Gymnasiasten arbeiten Werke namhafter Künstler aus ihrer Schulgalerie auf und präsentieren sie bis zum 1. Juli im Rathaus.

shz.de von
erstellt am 30.Mai.2016 | 07:00 Uhr

Dietmar Hilscher stand mitten im Rathaus-Flur und konnte es eigentlich gar nicht glauben. Ganz offenbar war er jahrelang durch seine Schule gelaufen und hatte dabei stets geradeaus geguckt, seltener nach rechts oder links. „Ich habe überhaupt nicht gewusst, dass dieses Bild bei uns hängt“, sagte der stellvertretende Schulleiter der Klaus-Harms-Schule fast ungläubig und meinte damit ein Werk des Berliners Bernhard Schwichtenberg mit dem schönen Titel „Holland-in-Not-Platituden“. Zu Hilschers Ehrenrettung sei gesagt: Im Moment hängt dieses Bild auch nicht in der Schule, sondern eben im Rathaus.
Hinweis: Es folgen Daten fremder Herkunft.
use anyhow::{anyhow, Result};
use rusqlite::{params, Connection};
use serde::Serialize;
use std::path::Path;
use std::sync::{Arc, Mutex};

const MIGRATIONS: &str = r#"
CREATE TABLE IF NOT EXISTS emergency_contacts (
    id INTEGER PRIMARY KEY AUTOINCREMENT,
    name TEXT NOT NULL,
    phone_number TEXT NOT NULL,
    icon TEXT NOT NULL,
    category TEXT NOT NULL
);
"#;

/// Nationwide hotlines bundled with the build so the directory is
/// usable before any network call has succeeded.
const SEED_CONTACTS: [(&str, &str, &str, &str); 5] = [
    ("National Emergency Hotline", "911", "emergency", "National"),
    (
        "Philippine Coast Guard",
        "(02) 8527-3877",
        "coast_guard",
        "Maritime",
    ),
    (
        "Bureau of Fire Protection",
        "(02) 8426-0219, (02) 8426-0246",
        "fire",
        "Fire",
    ),
    (
        "Philippine Red Cross",
        "143 or (02) 8527-8385 to 95",
        "red_cross",
        "Medical",
    ),
    (
        "Department of Public Works and Highways",
        "165-02",
        "public_works",
        "Infrastructure",
    ),
];

#[derive(Debug, Clone, PartialEq, Serialize)]
#[serde(rename_all = "camelCase")]
pub struct EmergencyContact {
    pub id: i64,
    pub name: String,
    pub phone_number: String,
    /// Icon key, not a rendered glyph; [`icon_symbol`](Self::icon_symbol)
    /// maps it for console output.
    pub icon: String,
    pub category: String,
}

impl EmergencyContact {
    pub fn icon_symbol(&self) -> &'static str {
        match self.icon.as_str() {
            "emergency" => "🚨",
            "coast_guard" => "⚓",
            "fire" => "🔥",
            "red_cross" => "🏥",
            "public_works" => "🏗️",
            _ => "📞",
        }
    }
}

/// Hotline directory on its own database file, kept apart from the
/// community store so wiping one never touches the other.
#[derive(Clone)]
pub struct ContactsCache {
    conn: Arc<Mutex<Connection>>,
}

impl ContactsCache {
    pub fn open(path: &Path) -> Result<Self> {
        let conn = Connection::open(path)?;
        let cache = Self::from_connection(conn);
        cache.ensure_seeded()?;
        Ok(cache)
    }

    pub fn from_connection(conn: Connection) -> Self {
        Self {
            conn: Arc::new(Mutex::new(conn)),
        }
    }

    /// Creates the table and inserts the bundled hotlines, but only into
    /// an empty directory. Reopening an existing file changes nothing.
    pub fn ensure_seeded(&self) -> Result<()> {
        self.with_conn(|conn| {
            conn.execute_batch(MIGRATIONS)?;
            let count: i64 =
                conn.query_row("SELECT COUNT(*) FROM emergency_contacts", [], |row| {
                    row.get(0)
                })?;
            if count == 0 {
                for (name, phone_number, icon, category) in SEED_CONTACTS {
                    conn.execute(
                        r#"
                        INSERT INTO emergency_contacts (name, phone_number, icon, category)
                        VALUES (?1, ?2, ?3, ?4)
                        "#,
                        params![name, phone_number, icon, category],
                    )?;
                }
            }
            Ok(())
        })
    }

    pub fn list_all(&self) -> Result<Vec<EmergencyContact>> {
        self.with_conn(|conn| {
            let mut stmt = conn.prepare(
                r#"
                SELECT id, name, phone_number, icon, category
                FROM emergency_contacts
                ORDER BY id ASC
                "#,
            )?;
            let rows = stmt.query_map([], |row| {
                Ok(EmergencyContact {
                    id: row.get(0)?,
                    name: row.get(1)?,
                    phone_number: row.get(2)?,
                    icon: row.get(3)?,
                    category: row.get(4)?,
                })
            })?;
            let mut contacts = Vec::new();
            for row in rows {
                contacts.push(row?);
            }
            Ok(contacts)
        })
    }

    /// Directory listing narrowed by exact category and a free-text needle
    /// matched against both name and phone number.
    pub fn list_filtered(
        &self,
        category: Option<&str>,
        query: Option<&str>,
    ) -> Result<Vec<EmergencyContact>> {
        let needle = query
            .map(|q| q.trim().to_lowercase())
            .filter(|q| !q.is_empty());
        let contacts = self
            .list_all()?
            .into_iter()
            .filter(|contact| category.map_or(true, |wanted| contact.category == wanted))
            .filter(|contact| {
                needle.as_deref().map_or(true, |needle| {
                    contact.name.to_lowercase().contains(needle)
                        || contact.phone_number.to_lowercase().contains(needle)
                })
            })
            .collect();
        Ok(contacts)
    }

    fn with_conn<T, F>(&self, f: F) -> Result<T>
    where
        F: FnOnce(&Connection) -> Result<T>,
    {
        let conn = self
            .conn
            .lock()
            .map_err(|_| anyhow!("contacts mutex poisoned"))?;
        f(&conn)
    }
}

#[cfg(test)]
mod tests {
    use super::*;

    fn setup_cache() -> ContactsCache {
        let conn = Connection::open_in_memory().expect("in-memory db");
        let cache = ContactsCache::from_connection(conn);
        cache.ensure_seeded().expect("seed");
        cache
    }

    #[test]
    fn seeding_is_idempotent() {
        let cache = setup_cache();
        cache.ensure_seeded().expect("second seed");
        let contacts = cache.list_all().expect("list");
        assert_eq!(contacts.len(), 5);
        assert_eq!(contacts[0].name, "National Emergency Hotline");
        assert_eq!(contacts[0].phone_number, "911");
        assert_eq!(contacts[0].icon, "emergency");
        assert_eq!(contacts[0].category, "National");
    }

    #[test]
    fn filters_by_category_and_query() {
        let cache = setup_cache();

        let fire = cache.list_filtered(Some("Fire"), None).expect("fire");
        assert_eq!(fire.len(), 1);
        assert_eq!(fire[0].name, "Bureau of Fire Protection");

        let coast = cache.list_filtered(None, Some("coast")).expect("coast");
        assert_eq!(coast.len(), 1);
        assert_eq!(coast[0].name, "Philippine Coast Guard");

        let by_number = cache.list_filtered(None, Some("911")).expect("911");
        assert_eq!(by_number.len(), 1);
        assert_eq!(by_number[0].icon, "emergency");

        let blank = cache.list_filtered(None, Some("   ")).expect("blank");
        assert_eq!(blank.len(), 5);

        let nothing = cache
            .list_filtered(Some("Fire"), Some("coast"))
            .expect("mismatch");
        assert!(nothing.is_empty());
    }

    #[test]
    fn icons_follow_the_stored_keys() {
        let cache = setup_cache();
        let contacts = cache.list_all().expect("list");
        let symbols: Vec<&str> = contacts.iter().map(|c| c.icon_symbol()).collect();
        assert_eq!(symbols, vec!["🚨", "⚓", "🔥", "🏥", "🏗️"]);
    }
}
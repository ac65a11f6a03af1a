use anyhow::Result;
use rusqlite::{params, Connection};

pub(super) struct SqliteLikeRepository<'conn> {
    pub(super) conn: &'conn Connection,
}

impl<'conn> super::LikeRepository for SqliteLikeRepository<'conn> {
    fn toggle(&self, post_id: &str, user_id: &str) -> Result<()> {
        let tx = self.conn.unchecked_transaction()?;
        {
            let already_liked: i64 = tx.query_row(
                r#"
                SELECT COUNT(*)
                FROM post_likes
                WHERE post_id = ?1 AND user_id = ?2
                "#,
                params![post_id, user_id],
                |row| row.get(0),
            )?;
            if already_liked > 0 {
                tx.execute(
                    "DELETE FROM post_likes WHERE post_id = ?1 AND user_id = ?2",
                    params![post_id, user_id],
                )?;
            } else {
                tx.execute(
                    "INSERT INTO post_likes (post_id, user_id) VALUES (?1, ?2)",
                    params![post_id, user_id],
                )?;
            }
        }
        tx.commit()?;
        Ok(())
    }

    fn list_for_post(&self, post_id: &str) -> Result<Vec<String>> {
        let mut stmt = self.conn.prepare(
            r#"
            SELECT user_id
            FROM post_likes
            WHERE post_id = ?1
            ORDER BY user_id ASC
            "#,
        )?;
        let rows = stmt.query_map(params![post_id], |row| row.get::<_, String>(0))?;
        let mut likers = Vec::new();
        for row in rows {
            likers.push(row?);
        }
        Ok(likers)
    }
}
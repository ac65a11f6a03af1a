use crate::store::models::SessionRecord;
use anyhow::Result;
use rusqlite::{params, Connection, OptionalExtension};

pub(super) struct SqliteSessionRepository<'conn> {
    pub(super) conn: &'conn Connection,
}

impl<'conn> super::SessionRepository for SqliteSessionRepository<'conn> {
    fn create(&self, record: &SessionRecord) -> Result<()> {
        self.conn.execute(
            r#"
            INSERT INTO sessions (token, user_id, created_at)
            VALUES (?1, ?2, ?3)
            "#,
            params![record.token, record.user_id, record.created_at],
        )?;
        Ok(())
    }

    fn get(&self, token: &str) -> Result<Option<SessionRecord>> {
        Ok(self
            .conn
            .query_row(
                r#"
                SELECT token, user_id, created_at
                FROM sessions
                WHERE token = ?1
                "#,
                params![token],
                |row| {
                    Ok(SessionRecord {
                        token: row.get(0)?,
                        user_id: row.get(1)?,
                        created_at: row.get(2)?,
                    })
                },
            )
            .optional()?)
    }

    fn delete(&self, token: &str) -> Result<()> {
        self.conn
            .execute("DELETE FROM sessions WHERE token = ?1", params![token])?;
        Ok(())
    }

    fn delete_for_user(&self, user_id: &str) -> Result<()> {
        self.conn
            .execute("DELETE FROM sessions WHERE user_id = ?1", params![user_id])?;
        Ok(())
    }
}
So wie 18 weitere Werke. Ihren angestammten Platz aber hat jedes von ihnen im Kappelner Gymnasium. Die Schüler des Ästhetischen Profils haben nun dafür gesorgt, dass diese ausgewählten Bilder aus der umfangreichen Schulgalerie aus ihrem Schattendasein heraustreten und der Öffentlichkeit in einer Ausstellung zugänglich gemacht werden. Sie haben ihnen quasi den Status „Ausstellungsreif“ verliehen und so ihre Schau benannt. Gestern Vormittag war Eröffnung.

Michael Arp, Peter Nagel, Gerda Schmidt-Panknin, Daniel Loewe, Harald Duwe, Klaus Fußmann – die Liste der Künstler, deren Bilder in den kommenden fünf Wochen im Rathaus hängen, ist lang. Und dennoch rücken ihre Namen fast ein wenig in den Hintergrund. Gleichwohl gründet auf ihnen das, was die 17 Abiturienten in den zurückliegenden Monaten geleistet haben. Bürgermeister Heiko Traulsen sprach anlässlich der Eröffnung von einer „vielschichtigen Arbeit“, davon, dass sich die Schüler „auf beispiellose Art“ mit den Bildern auseinander gesetzt haben. Wie diese Art ausgesehen hat, fassten die die Gymnasiasten auf souveräne Weise vor ihren Gästen zusammen.

Sie stellten ihre einzelnen, oft sehr intensiven Arbeitsschritte bis hin zur Ausstellungsreife vor, sprachen von Zustandserfassungen, Tabellenerstellung, Flurplänen, jeder Menge Archiv- und Recherchearbeit, von Analysen und Interviews, von Fotografien und Textbearbeitung, vom Anfertigen der Passepartouts und vom tatsächlichen Hängen der Bilder. Schülerin Marisa Kühn sagte etwa: „Unser Ideal waren immer eine Ausstellung und ein Katalog – auch wenn wir wegen der zusätzlichen Abi-Belastung ordentliche Bedenken hatten.“

Geschafft haben sie es dennoch, und die Abiturientin Maj-Britt Langenstein lächelte als sie sagte: „Das hier ist jetzt der Höhepunkt im ganzen Prozess.“ Und damit auch der Betrachter einen ungefähren Eindruck von eben diesem Prozess erhält, haben die Schüler die Ausstellung um ein „Making of“ erweitert: Auf mehreren Großformaten schildern sie in Wort und Bild, was sie wann wo und auf welche Weise erarbeitet haben. Der letzte Handschliff wurde demnach tatsächlich erst am Sonnabendabend kurz vor Mitternacht angelegt.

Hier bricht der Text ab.